Enrico Moretti’s The New Geography of Jobs has been published. In today’s WSJ, Moretti has published this piece about differential migration rates across education groups. The more educated are more nimble in moving across cities.
In this blog entry, I would like to make a few points about his book. To state my biases upfront, I’m a huge fan of this book. Enrico is a friend of mine and I provided a blurb for the book’s back cover. Here is my blurb.
“Enrico Moretti’s superb book highlights why the study of economic geography is vital for understanding fundamental issues such as the root causes of rising income inequality, innovation, and job growth. For those who are curious about how the United States will continue to thrive in the global 21st century economy, I can think of no better book to read than The New Geography of Jobs.”
–Matthew E. Kahn, author of Climatopolis
What do Raleigh, Seattle and San Francisco all have in common? Thirty years ago would we have had such “nice thoughts” about each of these places? What has gone right in these places?

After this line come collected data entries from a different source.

use std::cell::Cell;
use std::rc::Rc;

use example_questionnaires::{REFERRAL_THRESHOLD, contact_details, onboarding, sleep_screener};
use questionnaire::{
    Advance, Content, Questionnaire, RespondentError, Retreat, ScriptedRespondent, Severity,
};

fn completion_counter() -> (Rc<Cell<u32>>, impl FnMut(&Questionnaire) + 'static) {
    let count = Rc::new(Cell::new(0));
    let seen = Rc::clone(&count);
    (count, move |_: &Questionnaire| seen.set(seen.get() + 1))
}

#[test]
fn onboarding_follows_every_routing_kind() -> anyhow::Result<()> {
    let (completions, on_complete) = completion_counter();
    let mut q = onboarding(on_complete)?;

    let path = ScriptedRespondent::new()
        .with_text("full_name", "Ada Lovelace")
        .with_text("nickname", "Ada")
        .run(&mut q)?;

    assert_eq!(path, ["welcome", "name", "nickname", "summary"]);
    assert!(q.is_complete());
    assert_eq!(completions.get(), 1);

    let rows = q.item("name")?.as_rows();
    assert_eq!(rows[0].data_id, "full_name");
    assert_eq!(rows[0].content, Some(Content::from("Ada Lovelace")));
    Ok(())
}

#[test]
fn onboarding_needs_a_name() -> anyhow::Result<()> {
    let mut q = onboarding(|_| {})?;
    let err = ScriptedRespondent::new().run(&mut q).unwrap_err();
    assert!(matches!(err, RespondentError::MissingResponse(ref id) if id == "full_name"));
    assert_eq!(q.current_item().map(|item| item.id().as_str()), Some("name"));
    Ok(())
}

#[test]
fn step_limit_stops_the_run() -> anyhow::Result<()> {
    let mut q = onboarding(|_| {})?;
    let err = ScriptedRespondent::new()
        .with_text("full_name", "Ada")
        .with_text("nickname", "Ada")
        .with_max_steps(2)
        .run(&mut q)
        .unwrap_err();
    assert!(matches!(err, RespondentError::StepLimit(2)));
    Ok(())
}

#[test]
fn high_score_ends_on_referral() -> anyhow::Result<()> {
    let mut q = sleep_screener(|_| {})?;

    let path = ScriptedRespondent::new()
        .with_choice("falling_asleep", 3)
        .with_choices("symptoms", vec![0, 1, 3])
        .with_text("symptoms_other", "Nightmares")
        .run(&mut q)?;

    assert_eq!(path, ["intro", "falling_asleep", "symptoms", "referral"]);
    let score = q.counters().get("score", None)?;
    assert_eq!(score, 7.0);
    assert!(score >= REFERRAL_THRESHOLD);

    let rows = q.item("symptoms")?.as_rows();
    assert_eq!(rows.len(), 2);
    assert_eq!(
        rows[0].content,
        Some(Content::from(r#"["Tiredness","Poor concentration","Something else"]"#))
    );
    assert_eq!(rows[1].id, "symptoms_a0_o3_a0");
    assert_eq!(rows[1].data_id, "symptoms_other");
    assert_eq!(rows[1].content, Some(Content::from("Nightmares")));
    Ok(())
}

#[test]
fn low_score_ends_on_thanks() -> anyhow::Result<()> {
    let mut q = sleep_screener(|_| {})?;

    let path = ScriptedRespondent::new()
        .with_choice("falling_asleep", 1)
        .with_choices("symptoms", vec![2])
        .run(&mut q)?;

    assert_eq!(path, ["intro", "falling_asleep", "symptoms", "thanks"]);
    assert_eq!(q.counters().get("score", None)?, 2.0);
    Ok(())
}

#[test]
fn going_back_takes_back_the_score() -> anyhow::Result<()> {
    let mut q = sleep_screener(|_| {})?;
    ScriptedRespondent::new()
        .with_choice("falling_asleep", 3)
        .with_choices("symptoms", vec![0, 1, 3])
        .run(&mut q)?;

    assert_eq!(
        q.last_q(),
        Retreat::Moved {
            from: None,
            to: "referral".into()
        }
    );
    assert_eq!(q.counters().get("score", None)?, 7.0);

    q.last_q();
    assert_eq!(q.current_item().map(|item| item.id().as_str()), Some("symptoms"));
    assert_eq!(q.counters().get("score", None)?, 3.0);

    q.respond(Vec::<usize>::new())?;
    assert_eq!(
        q.next_q()?,
        Advance::Moved {
            from: "symptoms".into(),
            to: "thanks".into()
        }
    );
    Ok(())
}

#[test]
fn contact_warning_does_not_block() -> anyhow::Result<()> {
    let (completions, on_complete) = completion_counter();
    let mut q = contact_details(on_complete)?;

    let path = ScriptedRespondent::new()
        .with_text("name", "Ada")
        .with_text("email", "ada-at-example")
        .with_number("age", 36.0)
        .run(&mut q)?;

    assert_eq!(path, ["contact", "consent"]);
    assert_eq!(completions.get(), 1);

    let issues = q.validation_issues();
    assert_eq!(issues.len(), 1);
    assert_eq!(issues[0].owner, "contact_a1");
    assert_eq!(issues[0].severity, Severity::Warning);

    let consent = q.item("consent")?.as_rows();
    assert_eq!(consent[0].content, Some(Content::Bool(false)));
    Ok(())
}

#[test]
fn contact_too_young_is_blocked() -> anyhow::Result<()> {
    let mut q = contact_details(|_| {})?;

    let err = ScriptedRespondent::new()
        .with_text("name", "Ada")
        .with_text("email", "ada@example.com")
        .with_number("age", 15.0)
        .run(&mut q)
        .unwrap_err();

    let RespondentError::Blocked { item, messages } = err else {
        panic!("expected a blocked run, got {err:?}");
    };
    assert_eq!(item, "contact");
    assert_eq!(messages, ["Must be greater than 17"]);
    Ok(())
}

#[test]
fn contact_going_back_clears_answers() -> anyhow::Result<()> {
    let mut q = contact_details(|_| {})?;
    q.respond_to("name", "Ada")?;
    q.respond_to("email", "ada@example.com")?;
    q.respond_to("age", 36)?;
    q.next_q()?;

    q.last_q();
    let contact = q.item("contact")?;
    assert_eq!(contact.find_answer("name")?.content(), Some(&Content::from("Ada")));

    assert_eq!(q.last_q(), Retreat::NoHistory);
    let contact = q.item("contact")?;
    assert!(contact.answers().iter().all(|answer| answer.content().is_none()));
    assert!(contact.answers().iter().all(|answer| answer.content_changed()));
    Ok(())
}

#[test]
fn long_other_symptom_is_blocked() -> anyhow::Result<()> {
    let mut q = sleep_screener(|_| {})?;

    let err = ScriptedRespondent::new()
        .with_choice("falling_asleep", 0)
        .with_choices("symptoms", vec![3])
        .with_text("symptoms_other", "x".repeat(81))
        .run(&mut q)
        .unwrap_err();

    let RespondentError::Blocked { item, messages } = err else {
        panic!("expected a blocked run, got {err:?}");
    };
    assert_eq!(item, "symptoms");
    assert_eq!(messages, ["At most 80 characters allowed (81 given)"]);
    Ok(())
}

#[test]
fn other_symptom_text_is_ignored_when_not_ticked() -> anyhow::Result<()> {
    let mut q = sleep_screener(|_| {})?;

    let path = ScriptedRespondent::new()
        .with_choice("falling_asleep", 0)
        .with_choices("symptoms", vec![0])
        .with_text("symptoms_other", "x".repeat(81))
        .run(&mut q)?;

    assert_eq!(path.last().map(|id| id.as_str()), Some("thanks"));
    Ok(())
}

We all know that the skilled disproportionately live and work there. These are innovation hubs where exciting things go on. In an age where the U.S doesn’t manufacture much stuff anymore, these are the places to be.
Now, if you are not part of the Zuck’ s social network and you don’t have a STEM degree, how does this help you? Suppose you are a yoga instructor. Enrico Moretti has conducted important research measuring local multipliers. He finds that each of these high paying jobs creates 5 local non-trade jobs. High skill workers need to cluster near such service jobs to help provide the rich variety of services the Zuck expects. These jobs can’t be outsourced.

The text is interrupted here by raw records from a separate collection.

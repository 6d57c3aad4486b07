//! # questionnaire
//!
//! Drive a respondent through a list of questions, one item at a time.
//!
//! A [`Questionnaire`] owns its [`Item`]s, a [`CounterSet`] and the history of
//! visited items. Each item owns its [`Answer`]s, and each answer keeps the full
//! history of its content. Moving forward runs the item's answer-processing
//! hook (which usually updates counters), validates, and asks the item where
//! to go next. Moving back reverts exactly what the item returned to had
//! contributed to the counters.
//!
//! ## Usage
//!
//! ```rust,ignore
//! use questionnaire::{Answer, AnswerType, Item, Questionnaire, Required};
//!
//! let mut q = Questionnaire::new(
//!     vec![
//!         Item::new("welcome", "Welcome!")?,
//!         Item::new("name", "What is your name?")?
//!             .with_answer(Answer::new(AnswerType::Text).with_rule(Required))
//!             .ending(),
//!     ],
//!     |q| println!("done: {:?}", q.item("name").map(|i| i.as_rows())),
//! )?;
//!
//! q.next_q()?;
//! q.respond("Alice")?;
//! assert!(q.next_q()?.is_completed());
//! ```
//!
//! ## Routing
//!
//! - default: the next item in the list, or the end after the last one
//! - `with_next_item("id")`: always go to that item
//! - `ending()`: end after this item
//! - `with_next_item_fn(f)`: ask `f`; takes precedence over the others
//!
//! ## Logging
//!
//! Navigation is traced with `tracing` at debug level; blocked advances and
//! back steps with no history are logged as warnings. Both are also reported
//! through [`Advance`] and [`Retreat`].

// Re-export all types from questionnaire-types
pub use questionnaire_types::*;

mod answer;
pub use answer::Answer;

mod option;
pub use option::AnswerOption;

mod item;
pub use item::{Item, NextItemFn, ProcessAnswerFn, Routing};

mod questionnaire;
pub use questionnaire::{Advance, CompletionFn, Questionnaire, Retreat};

pub mod validation;
pub use validation::{
    AllAnswered, AnswerCheck, AnswerRule, AnyAnswered, GreaterThan, ItemCheck, ItemRule,
    LessThan, MaxLength, NotBlank, OfType, Required, WithSeverity,
};

// Scripted respondent for running questionnaires without user interaction
mod respondent;
pub use respondent::{RespondentError, ScriptedRespondent};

As the educated live together in close proximity, Moretti finds that high school graduates earn more in these cities (see page 98). In addition, there is a positive effect of living in a high % college educated city as life expectancy increases, divorce rates and crime rates declines, political participation and charitable contributions all rise in such cities relative to other cities with lower % college educated (see page 119) and Moretti has been one of the leaders of disentangling correlation versus causation here. Read his technical papers to see how he establishes these effects.
Enrico makes a strong case that geography matters more than ever. Despite the rise of the Internet and Facebook, he says that he learns the most from colleagues just down the hall from him as his interactions with them are more deep. I would like to be down the hall from him! As geography matters more than ever, the real estate windfall from this are the people who own the existing homes in the Raleigh and San Francisco — especially if they can pass laws making it hard for building new homes.

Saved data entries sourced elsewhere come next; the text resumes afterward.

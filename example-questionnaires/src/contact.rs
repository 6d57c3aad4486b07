use questionnaire::{
    AllAnswered, Answer, AnswerCheck, AnswerOption, AnswerRule, AnswerType, GreaterThan, Item,
    LessThan, NotBlank, Questionnaire, Severity,
};

/// Warns on addresses that don't look like `user@domain.tld`.
pub fn validate_email(answer: &Answer, _: &Item, _: &Questionnaire) -> Option<String> {
    let email = answer.content()?.as_str()?;
    let looks_valid = email
        .split_once('@')
        .is_some_and(|(user, domain)| !user.is_empty() && domain.contains('.'));
    (!looks_valid).then(|| format!("'{email}' doesn't look like an email address"))
}

/// One item with several answers. Going back clears what was typed.
pub fn contact_details(
    on_complete: impl FnMut(&Questionnaire) + 'static,
) -> anyhow::Result<Questionnaire> {
    let items = vec![
        Item::new("contact", "How can we reach you?")?
            .with_answers([
                Answer::new(AnswerType::Text)
                    .with_data_id("name")
                    .with_label("Name")
                    .with_rule(NotBlank),
                Answer::new(AnswerType::Text)
                    .with_data_id("email")
                    .with_label("Email")
                    .with_rule(NotBlank)
                    .with_rule(AnswerCheck::new(validate_email).with_severity(Severity::Warning)),
                Answer::new(AnswerType::Number)
                    .with_data_id("age")
                    .with_label("Age")
                    .with_rule(GreaterThan(17.0))
                    .with_rule(LessThan(120.0)),
            ])
            .with_rule(AllAnswered),
        Item::new("consent", "May we contact you about future studies?")?
            .with_answer(
                Answer::new(AnswerType::Radio)
                    .with_data_id("consent")
                    .with_options([AnswerOption::valued(true), AnswerOption::valued(false)])
                    .with_default(1usize),
            )
            .ending(),
    ];

    Ok(Questionnaire::new(items, on_complete)?
        .with_name("Contact details")
        .with_reset_items_on_back(true))
}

In this age of income inequality and reduced likelihood of “rising mobility”, here are a few questions to think about.
1. For the San Francisco employed (and well paid) yoga instructor is she jealous of her highly paid subjects such as the Zuck? Erzo Luttmer wrote a paper called “Neighbors as Negatives” that raises awkward social issues.
2. Does the Yoga instructor’s kids have any shot at being the next Zuck? If she believes that the answer is “no” does this have any social effects?
3. In the Raleighs and San Franciscos, do the educated use the public schools? Are they voting for high taxes and high services (i.e good schools)? In this case, they provide a positive spillover to the yoga instructors’ kids.
4. Moretti devotes most of his attention to the current generation but how do we create the next generation of Zucks? I would like to see a merger between Jim Heckman’s research agenda and Moretti’s research agenda. In Heckman’s work, I haven’t seen much discussion of geography and in Moretti’s work — I haven’t seen much discussion of skill formation and the factors that determine how large the next cohort of young skilled people will be.